• [Dataset entries]:

=-=-=-=-=

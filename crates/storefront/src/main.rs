//! Tahadu Storefront - terminal shopping client.
//!
//! Wraps the storefront library in an interactive loop: browse the gift
//! set, build a cart, and check out against the remote order service. The
//! gating flow is the same one a graphical frontend would drive - phone
//! capture before the cart, address capture before checkout.

#![cfg_attr(not(test), forbid(unsafe_code))]
#![allow(clippy::print_stdout)]

use std::io::{self, BufRead, Write};

use clap::Parser;

use tahadu_core::OrderId;
use tahadu_storefront::api::HttpApi;
use tahadu_storefront::checkout::{
    ActiveView, AddOutcome, Checkout, CheckoutOutcome, StepOutcome,
};
use tahadu_storefront::config::StorefrontConfig;
use tahadu_storefront::storage::FileStore;
use tahadu_storefront::{catalog, format};

/// Tahadu terminal storefront.
#[derive(Parser)]
#[command(name = "tahadu-storefront")]
#[command(author, version, about = "Terminal storefront for the Tahadu gift set")]
struct Cli {
    /// Base URL of the order service (overrides TAHADU_API_BASE_URL)
    #[arg(long)]
    api_base_url: Option<String>,

    /// Cache directory (overrides TAHADU_DATA_DIR)
    #[arg(long)]
    data_dir: Option<std::path::PathBuf>,
}

#[tokio::main]
async fn main() {
    dotenvy::dotenv().ok();

    let env_filter = tracing_subscriber::EnvFilter::try_from_default_env()
        .unwrap_or_else(|_| "tahadu_storefront=info".into());
    tracing_subscriber::fmt().with_env_filter(env_filter).init();

    let cli = Cli::parse();
    let mut config = StorefrontConfig::from_env().unwrap_or_else(|e| {
        tracing::error!("Configuration error: {e}");
        std::process::exit(1);
    });
    if let Some(url) = cli.api_base_url {
        config.api_base_url = url;
    }
    if let Some(dir) = cli.data_dir {
        config.data_dir = dir;
    }

    let api = match HttpApi::new(&config.api_base_url) {
        Ok(api) => api,
        Err(e) => {
            tracing::error!("Failed to build HTTP client: {e}");
            std::process::exit(1);
        }
    };
    let storage = match FileStore::open(&config.data_dir) {
        Ok(storage) => storage,
        Err(e) => {
            tracing::error!("Failed to open cache directory: {e}");
            std::process::exit(1);
        }
    };

    let mut checkout = Checkout::new(api, storage);

    println!("تهادوا تحابوا - مجموعة رمضان");
    println!("Type `help` for commands.");

    let stdin = io::stdin();
    loop {
        print!("> ");
        let _ = io::stdout().flush();
        let Some(Ok(input)) = stdin.lock().lines().next() else {
            break;
        };
        let mut words = input.split_whitespace();
        let Some(command) = words.next() else {
            continue;
        };
        let args: Vec<&str> = words.collect();

        match command {
            "help" => print_help(),
            "product" => show_product(),
            "add" => add(&mut checkout, &args).await,
            "cart" => show_cart(&checkout),
            "qty" => set_quantity(&mut checkout, &args),
            "rm" => remove(&mut checkout, &args),
            "checkout" => run_checkout(&mut checkout).await,
            "orders" => show_orders(&mut checkout).await,
            "order" => show_order(&checkout, &args).await,
            "login" => run_phone_capture(&mut checkout).await,
            "address" => run_address_capture(&mut checkout).await,
            "profile" => show_profile(&checkout),
            "logout" => {
                checkout.logout().await;
                println!("تم تسجيل الخروج");
            }
            "quit" | "exit" => break,
            other => println!("Unknown command `{other}`; try `help`."),
        }
    }
}

fn print_help() {
    println!("Commands:");
    println!("  product            show the gift set and its variants");
    println!("  add <sku> [qty]    add a variant to the cart");
    println!("  cart               show the cart");
    println!("  qty <n> <q>        set the quantity of cart line n (1-based)");
    println!("  rm <n>             remove cart line n (1-based)");
    println!("  checkout           submit the cart as an order");
    println!("  orders             list your orders");
    println!("  order <id>         show one order");
    println!("  login              enter your phone number");
    println!("  address            enter your delivery address");
    println!("  profile            show the saved identity");
    println!("  logout             forget the saved identity");
    println!("  quit               leave");
}

fn show_product() {
    println!("مجموعة تهادوا تحابوا - {}", format::currency(catalog::UNIT_PRICE_EGP.into()));
    println!("الألوان:");
    for variant in catalog::VARIANTS {
        println!("  {:<24} {} ({})", variant.id, variant.name_ar, variant.hex);
    }
    println!("محتويات المجموعة:");
    for (title, description) in catalog::GIFT_SET_CONTENTS {
        println!("  - {title}: {description}");
    }
}

async fn add(checkout: &mut Checkout<HttpApi, FileStore>, args: &[&str]) {
    let Some(sku) = args.first() else {
        println!("usage: add <sku> [qty]");
        return;
    };
    let Some(variant) = catalog::find(sku) else {
        println!("No such variant `{sku}`; see `product`.");
        return;
    };
    let quantity = args
        .get(1)
        .and_then(|raw| raw.parse::<u32>().ok())
        .filter(|q| *q >= 1)
        .unwrap_or(1);

    match checkout.add_to_cart(variant.to_cart_line(quantity)) {
        AddOutcome::Added => println!("تمت الإضافة إلى السلة"),
        AddOutcome::NeedsPhone => {
            println!("نحتاج رقم هاتفك أولا");
            run_phone_capture(checkout).await;
        }
    }
}

fn show_cart(checkout: &Checkout<HttpApi, FileStore>) {
    if checkout.cart().is_empty() {
        println!("السلة فارغة");
        return;
    }
    for (i, line) in checkout.cart().lines().iter().enumerate() {
        println!(
            "  {}. {} x{} - {}",
            i + 1,
            line.display_name,
            line.quantity,
            format::currency(line.line_total())
        );
    }
    println!("الإجمالي: {}", format::currency(checkout.cart().total()));
}

fn set_quantity(checkout: &mut Checkout<HttpApi, FileStore>, args: &[&str]) {
    let (Some(index), Some(quantity)) = (
        args.first().and_then(|raw| raw.parse::<usize>().ok()),
        args.get(1).and_then(|raw| raw.parse::<u32>().ok()),
    ) else {
        println!("usage: qty <n> <q>");
        return;
    };
    if index < 1 {
        return;
    }
    checkout.cart_mut().set_quantity(index - 1, quantity);
}

fn remove(checkout: &mut Checkout<HttpApi, FileStore>, args: &[&str]) {
    let Some(index) = args.first().and_then(|raw| raw.parse::<usize>().ok()) else {
        println!("usage: rm <n>");
        return;
    };
    if index < 1 {
        return;
    }
    checkout.cart_mut().remove_item(index - 1);
}

async fn run_checkout(checkout: &mut Checkout<HttpApi, FileStore>) {
    if checkout.cart().is_empty() {
        println!("السلة فارغة");
        return;
    }
    match checkout.checkout().await {
        Ok(CheckoutOutcome::Submitted(order)) => {
            println!("تم إنشاء الطلب بنجاح - طلب #{}", order.id);
        }
        Ok(CheckoutOutcome::NeedsPhone) => {
            println!("نحتاج رقم هاتفك أولا");
            run_phone_capture(checkout).await;
            println!("Run `checkout` again when you are ready.");
        }
        Ok(CheckoutOutcome::NeedsAddress) => {
            println!("نحتاج عنوان التوصيل أولا");
            run_address_capture(checkout).await;
            println!("Run `checkout` again when you are ready.");
        }
        Err(e) => println!("فشل إنشاء الطلب: {e}"),
    }
}

async fn show_orders(checkout: &mut Checkout<HttpApi, FileStore>) {
    if let Err(e) = checkout.orders_mut().fetch_orders().await {
        println!("تعذر تحميل الطلبات: {e}");
        return;
    }
    checkout.set_view(ActiveView::Orders);
    let orders = checkout.orders().orders();
    if orders.is_empty() {
        println!("لا توجد طلبات بعد");
        return;
    }
    for order in orders {
        println!(
            "  طلب #{} - {} - {} - {}",
            order.id,
            order.status.label_ar(),
            format::currency(order.total_price),
            format::date(order.created_at)
        );
    }
}

async fn show_order(checkout: &Checkout<HttpApi, FileStore>, args: &[&str]) {
    let Some(id) = args.first().and_then(|raw| raw.parse::<i64>().ok()) else {
        println!("usage: order <id>");
        return;
    };
    match checkout.orders().fetch_order(OrderId::new(id)).await {
        Ok(order) => {
            println!("طلب #{} - {}", order.id, order.status.label_ar());
            for item in &order.items {
                let name = catalog::find(item.color.as_str())
                    .map_or_else(|| item.color.as_str().to_owned(), |v| v.name_ar.to_owned());
                println!("  {} x{}", name, item.quantity);
            }
            println!("الإجمالي: {}", format::currency(order.total_price));
        }
        Err(e) => println!("تعذر تحميل الطلب: {e}"),
    }
}

async fn run_phone_capture(checkout: &mut Checkout<HttpApi, FileStore>) {
    let mut capture = checkout.phone_capture();
    println!("أدخل رقم هاتفك (01xxxxxxxxx):");
    let Some(input) = read_line() else { return };
    capture.set_input(input.trim());
    if !capture.is_valid() {
        println!("رقم الهاتف غير صالح");
        return;
    }
    match checkout.verify_phone(capture.input()).await {
        Ok(()) => println!("تم تسجيل رقم الهاتف بنجاح"),
        Err(e) => println!("فشل تسجيل رقم الهاتف: {e}"),
    }
}

async fn run_address_capture(checkout: &mut Checkout<HttpApi, FileStore>) {
    let mut wizard = tahadu_storefront::checkout::AddressWizard::new();
    loop {
        println!("{}", wizard.step().prompt_ar());
        let Some(input) = read_line() else { return };
        match wizard.answer(&input) {
            Ok(StepOutcome::Advanced(_)) => {}
            Ok(StepOutcome::Completed(address)) => {
                match checkout.submit_address(address).await {
                    Ok(()) => println!("تم تحديث العنوان بنجاح"),
                    Err(e) => println!("فشل تحديث العنوان: {e}"),
                }
                return;
            }
            Err(e) => println!("{e}"),
        }
    }
}

fn show_profile(checkout: &Checkout<HttpApi, FileStore>) {
    match checkout.session().current() {
        None => println!("لم يتم تسجيل الدخول"),
        Some(user) => {
            println!("رقم الهاتف: {}", user.phone_number);
            match (&user.city, &user.governorate) {
                (Some(city), Some(gov)) => println!("عنوان التوصيل: {city}، {gov}"),
                _ => println!("لم يتم إدخال العنوان"),
            }
            if let Some(street) = &user.street {
                println!("الشارع: {street}");
            }
        }
    }
}

fn read_line() -> Option<String> {
    print!("> ");
    let _ = io::stdout().flush();
    io::stdin().lock().lines().next()?.ok()
}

=-=-=-=-=

• [EXERCISE DETAILS]:
Within the lines above, find those holding the word "open" and copy them.

• [EXPECTED ANSWER]:
    let storage = match FileStore::open(&config.data_dir) {
            tracing::error!("Failed to open cache directory: {e}");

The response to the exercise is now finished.